The ndots:5 Penalty POSIX resolver conventions dictate that domains containing fewer dots than the ndots threshold (default 5 in K8s) will be treated as relative names. The resolver will append the local search domains defined in /etc/resolv.conf (<namespace>.svc.cluster.local, svc.cluster.local, cluster.local) before querying the absolute domain. Querying an external API like api.stripe.com (2 dots) triggers sequential UDP queries:

  1. api.stripe.com.<namespace>.svc.cluster.local -> NXDOMAIN
  2. api.stripe.com.svc.cluster.local -> NXDOMAIN
  3. api.stripe.com.cluster.local -> NXDOMAIN
  4. api.stripe.com -> OK This increases DNS traffic by 400% for external calls. Mitigation requires explicitly terminating FQDN strings in application code with a trailing dot (api.stripe.com.) to force an immediate absolute resolution.

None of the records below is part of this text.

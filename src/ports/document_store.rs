//! DocumentStore port - load, save and clear the persisted document.
//!
//! The whole dataset lives in one document under one key. Adapters decide
//! what the key is (a file path, a map slot) and how bytes reach storage.

use async_trait::async_trait;

use crate::domain::foundation::{DomainError, ErrorCode};
use crate::domain::store::Document;

/// Errors raised by document store adapters.
#[derive(Debug, thiserror::Error)]
pub enum StorageError {
    #[error("Failed to read {key}: {reason}")]
    ReadFailed { key: String, reason: String },

    #[error("Failed to write {key}: {reason}")]
    WriteFailed { key: String, reason: String },

    #[error("Failed to clear {key}: {reason}")]
    ClearFailed { key: String, reason: String },

    #[error("Failed to serialize document: {0}")]
    SerializationFailed(String),
}

impl From<StorageError> for DomainError {
    fn from(err: StorageError) -> Self {
        let code = match err {
            StorageError::SerializationFailed(_) => ErrorCode::SerializationError,
            _ => ErrorCode::StorageError,
        };
        DomainError::new(code, err.to_string())
    }
}

/// Port for the single-document persistence gateway.
///
/// Implementations must ensure:
/// - `load` never fails because the document is missing or unreadable; it
///   returns the bootstrap seed instead (persisting it only when missing)
/// - `save` normalizes, writes the whole document as one unit, and returns
///   what was written
/// - `clear` succeeds when nothing is stored
#[async_trait]
pub trait DocumentStore: Send + Sync {
    /// Returns the stored document, or the seed on first run.
    async fn load(&self) -> Result<Document, StorageError>;

    /// Normalizes and persists `document`, returning the normalized copy.
    async fn save(&self, document: Document) -> Result<Document, StorageError>;

    /// Removes all persisted state.
    async fn clear(&self) -> Result<(), StorageError>;
}

#[cfg(test)]
mod tests {
    use super::*;
    use crate::domain::foundation::ErrorKind;

    #[allow(dead_code)]
    fn assert_object_safe(_: &dyn DocumentStore) {}

    #[test]
    fn storage_errors_are_persistence_errors() {
        let err: DomainError = StorageError::WriteFailed {
            key: "data.json".to_string(),
            reason: "disk full".to_string(),
        }
        .into();
        assert_eq!(err.code, ErrorCode::StorageError);
        assert_eq!(err.kind(), ErrorKind::Persistence);
        assert!(err.message.contains("disk full"));
    }

    #[test]
    fn serialization_failures_keep_their_code() {
        let err: DomainError = StorageError::SerializationFailed("bad".to_string()).into();
        assert_eq!(err.code, ErrorCode::SerializationError);
    }
}
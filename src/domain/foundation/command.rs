//! Command infrastructure for application handlers.
//!
//! Every handler takes a `CommandMetadata` describing who is acting and how
//! to correlate the resulting events.

use serde::{Deserialize, Serialize};
use uuid::Uuid;

use super::UserId;

/// Metadata context for command handlers.
///
/// `user_id` is `None` for the unauthenticated entry points (login, sign-up,
/// the login profile picker).
#[derive(Debug, Clone, PartialEq, Eq, Serialize, Deserialize)]
pub struct CommandMetadata {
    /// The signed-in user executing this command.
    pub user_id: Option<UserId>,

    #[serde(skip_serializing_if = "Option::is_none")]
    correlation_id: Option<String>,

    /// Source of this command (e.g., "cli", "dashboard").
    #[serde(skip_serializing_if = "Option::is_none")]
    source: Option<String>,
}

impl CommandMetadata {
    /// Creates metadata for a signed-in user.
    pub fn new(user_id: UserId) -> Self {
        Self {
            user_id: Some(user_id),
            correlation_id: None,
            source: None,
        }
    }

    /// Creates metadata for a caller that has not signed in.
    pub fn anonymous() -> Self {
        Self {
            user_id: None,
            correlation_id: None,
            source: None,
        }
    }

    /// Sets an explicit correlation ID.
    pub fn with_correlation_id(mut self, id: impl Into<String>) -> Self {
        self.correlation_id = Some(id.into());
        self
    }

    /// Sets the command source.
    pub fn with_source(mut self, source: impl Into<String>) -> Self {
        self.source = Some(source.into());
        self
    }

    /// Returns the correlation ID, generating one if absent.
    pub fn correlation_id(&self) -> String {
        self.correlation_id
            .clone()
            .unwrap_or_else(|| Uuid::new_v4().to_string())
    }

    /// Returns the source, if set.
    pub fn source(&self) -> Option<&str> {
        self.source.as_deref()
    }
}

#[cfg(test)]
mod tests {
    use super::*;

    #[test]
    fn new_sets_user() {
        let meta = CommandMetadata::new(UserId::new("3").unwrap());
        assert_eq!(meta.user_id.as_ref().map(UserId::as_str), Some("3"));
    }

    #[test]
    fn anonymous_has_no_user() {
        assert!(CommandMetadata::anonymous().user_id.is_none());
    }

    #[test]
    fn explicit_correlation_id_is_kept() {
        let meta = CommandMetadata::anonymous().with_correlation_id("corr-7");
        assert_eq!(meta.correlation_id(), "corr-7");
    }

    #[test]
    fn missing_correlation_id_is_generated() {
        let meta = CommandMetadata::anonymous();
        assert!(Uuid::parse_str(&meta.correlation_id()).is_ok());
    }

    #[test]
    fn source_is_optional() {
        let meta = CommandMetadata::anonymous().with_source("cli");
        assert_eq!(meta.source(), Some("cli"));
    }
}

To start debugging, you need to know how to isolate the problem.

  • Check the CoreDNS Logs: Run kubectl logs -n kube-system -l k8s-app=kube-dns. Look for errors like SERVFAIL or i/o timeout.
  • Deploy a Debug Pod: You cannot troubleshoot DNS blindly. Deploy a Pod with networking tools: kubectl run dnsutils --rm -it --image=nicolaka/netshoot -- bash.
  • Use dig: From inside your debug pod, run dig @10.96.0.10 your-service.namespace.svc.cluster.local. (Assuming 10.96.0.10 is your CoreDNS IP). Check the “Query time” at the bottom of the output. If it is under 5ms, the server is healthy, and your latency is happening elsewhere.

Best practices

  • Always use Fully Qualified Domain Names (FQDNs) by adding a trailing dot in your application code (e.g., api.stripe.com.).
  • Switch from Alpine base images to Debian/Ubuntu (which use glibc) if you cannot control the DNS configuration.
  • Set ndots: 2 in your Pod dnsConfig if you don’t need deep cluster domain searching.

Problems and solutions

  • Problem: External API calls to api.github.com are taking 100ms longer than they should.
  • Solution: The ndots:5 setting is forcing the Pod to query api.github.com.default.svc.cluster.local and other local domains first. Append a trailing dot (api.github.com.) in your code to tell the resolver it is an absolute name, bypassing the local search list instantly.